[Input data Boundary: Start]

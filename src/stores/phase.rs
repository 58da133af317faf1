// =============================================================================
// Phase Store — latest regime/phase event per (role, event timeframe)
// =============================================================================
//
// Phase events describe state transitions, not competing signals, so a new
// event always takes its slot. Decay comes from the fixed per-timeframe
// table unless the event carries its own time_decay_minutes.
// =============================================================================

use std::sync::Arc;
use std::time::Duration;

use serde::Serialize;
use serde_json::Value;
use tracing::debug;

use crate::normalizer::{ValidationCode, ValidationError};
use crate::types::{TfRole, Timeframe};
use crate::validity::phase_decay_minutes;

use super::ttl::{StoredEntry, SweeperHandle, TtlStore};

/// A regime/phase event from the upstream oscillator.
#[derive(Debug, Clone, PartialEq, Serialize)]
pub struct PhaseRecord {
    pub symbol: String,
    /// Oscillator state in [-100, 100].
    pub phase: i32,
    #[serde(skip_serializing_if = "Option::is_none")]
    pub confidence: Option<f64>,
    pub tf_role: TfRole,
    pub event_tf: Timeframe,
    /// Overrides the decay table when present.
    #[serde(skip_serializing_if = "Option::is_none")]
    pub time_decay_minutes: Option<u32>,
    #[serde(skip_serializing_if = "Option::is_none")]
    pub risk_hints: Option<Value>,
    pub timestamp: i64,
}

impl PhaseRecord {
    /// Parse a raw phase-update payload:
    /// `{phase, confidence?, symbol, timestamp?, tf_role, event_tf, risk_hints?}`.
    pub fn from_payload(raw: &Value, now_ms: i64) -> Result<Self, ValidationError> {
        let phase = raw
            .get("phase")
            .and_then(Value::as_f64)
            .ok_or_else(|| ValidationError {
                code: ValidationCode::MissingField,
                field: "phase".to_string(),
                message: "phase is required and must be a number".to_string(),
            })?
            .clamp(-100.0, 100.0)
            .round() as i32;

        let symbol = raw
            .get("symbol")
            .and_then(Value::as_str)
            .map(|s| s.trim().to_uppercase())
            .filter(|s| !s.is_empty())
            .ok_or_else(|| ValidationError {
                code: ValidationCode::MissingField,
                field: "symbol".to_string(),
                message: "symbol is required".to_string(),
            })?;

        let tf_role = raw
            .get("tf_role")
            .and_then(Value::as_str)
            .ok_or_else(|| ValidationError {
                code: ValidationCode::MissingField,
                field: "tf_role".to_string(),
                message: "tf_role is required".to_string(),
            })
            .and_then(|s| {
                TfRole::parse(s).ok_or_else(|| ValidationError {
                    code: ValidationCode::InvalidEnumValue,
                    field: "tf_role".to_string(),
                    message: format!("unknown tf_role '{s}'"),
                })
            })?;

        let event_tf = raw
            .get("event_tf")
            .and_then(Value::as_str)
            .ok_or_else(|| ValidationError {
                code: ValidationCode::MissingField,
                field: "event_tf".to_string(),
                message: "event_tf is required".to_string(),
            })
            .and_then(|s| {
                Timeframe::parse(s).ok_or_else(|| ValidationError {
                    code: ValidationCode::InvalidEnumValue,
                    field: "event_tf".to_string(),
                    message: format!("unknown event_tf '{s}'"),
                })
            })?;

        let confidence = raw.get("confidence").and_then(Value::as_f64);
        let time_decay_minutes = raw
            .get("time_decay_minutes")
            .and_then(Value::as_u64)
            .map(|m| m as u32);
        let risk_hints = raw.get("risk_hints").cloned();
        let timestamp = raw
            .get("timestamp")
            .and_then(Value::as_i64)
            .filter(|ts| *ts > 0)
            .unwrap_or(now_ms);

        Ok(Self {
            symbol,
            phase,
            confidence,
            tf_role,
            event_tf,
            time_decay_minutes,
            risk_hints,
            timestamp,
        })
    }

    /// Effective decay window: explicit override, else the table.
    pub fn decay_minutes(&self) -> u32 {
        self.time_decay_minutes
            .unwrap_or_else(|| phase_decay_minutes(self.event_tf))
    }
}

/// Serialisable view of one live phase slot.
#[derive(Debug, Clone, Serialize)]
pub struct ActivePhase {
    pub tf_role: TfRole,
    pub event_tf: Timeframe,
    pub phase: PhaseRecord,
    pub received_at: i64,
    pub expires_at: i64,
    pub decay_minutes: f64,
    pub remaining_ms: i64,
}

pub struct PhaseStore {
    inner: Arc<TtlStore<(TfRole, Timeframe), PhaseRecord>>,
}

impl PhaseStore {
    pub fn new() -> Self {
        Self {
            inner: Arc::new(TtlStore::new()),
        }
    }

    /// Record a phase event; the newest event always wins its slot.
    pub fn put(&self, record: PhaseRecord, now_ms: i64) {
        let key = (record.tf_role, record.event_tf);
        let decay = record.decay_minutes() as f64;
        debug!(
            tf_role = %record.tf_role,
            event_tf = %record.event_tf,
            phase = record.phase,
            decay_min = decay,
            "phase event stored"
        );
        self.inner.replace(key, record, decay, now_ms);
    }

    pub fn get(
        &self,
        tf_role: TfRole,
        event_tf: Timeframe,
        now_ms: i64,
    ) -> Option<StoredEntry<PhaseRecord>> {
        self.inner.get(&(tf_role, event_tf), now_ms)
    }

    pub fn get_all_active(&self, now_ms: i64) -> Vec<ActivePhase> {
        let mut active: Vec<ActivePhase> = self
            .inner
            .get_all_active(now_ms)
            .into_iter()
            .map(|((tf_role, event_tf), entry)| ActivePhase {
                tf_role,
                event_tf,
                remaining_ms: (entry.expires_at - now_ms).max(0),
                received_at: entry.received_at,
                expires_at: entry.expires_at,
                decay_minutes: entry.validity_minutes,
                phase: entry.payload,
            })
            .collect();
        active.sort_by_key(|p| (p.event_tf.minutes(), p.tf_role.to_string()));
        active
    }

    pub fn sweep(&self, now_ms: i64) -> usize {
        self.inner.sweep(now_ms)
    }

    pub fn remaining_ms(&self, tf_role: TfRole, event_tf: Timeframe, now_ms: i64) -> i64 {
        self.inner.remaining_ms(&(tf_role, event_tf), now_ms)
    }

    pub fn clear(&self) {
        self.inner.clear()
    }

    pub fn start_sweeper(&self, every: Duration) -> SweeperHandle {
        self.inner.start_sweeper(every, "phase")
    }
}

impl Default for PhaseStore {
    fn default() -> Self {
        Self::new()
    }
}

[Input data Boundary: End]

### Task statement
Show, from the entries above, every line that includes the string "crate".

### Response to the exercise
use crate::normalizer::{ValidationCode, ValidationError};
use crate::types::{TfRole, Timeframe};
use crate::validity::phase_decay_minutes;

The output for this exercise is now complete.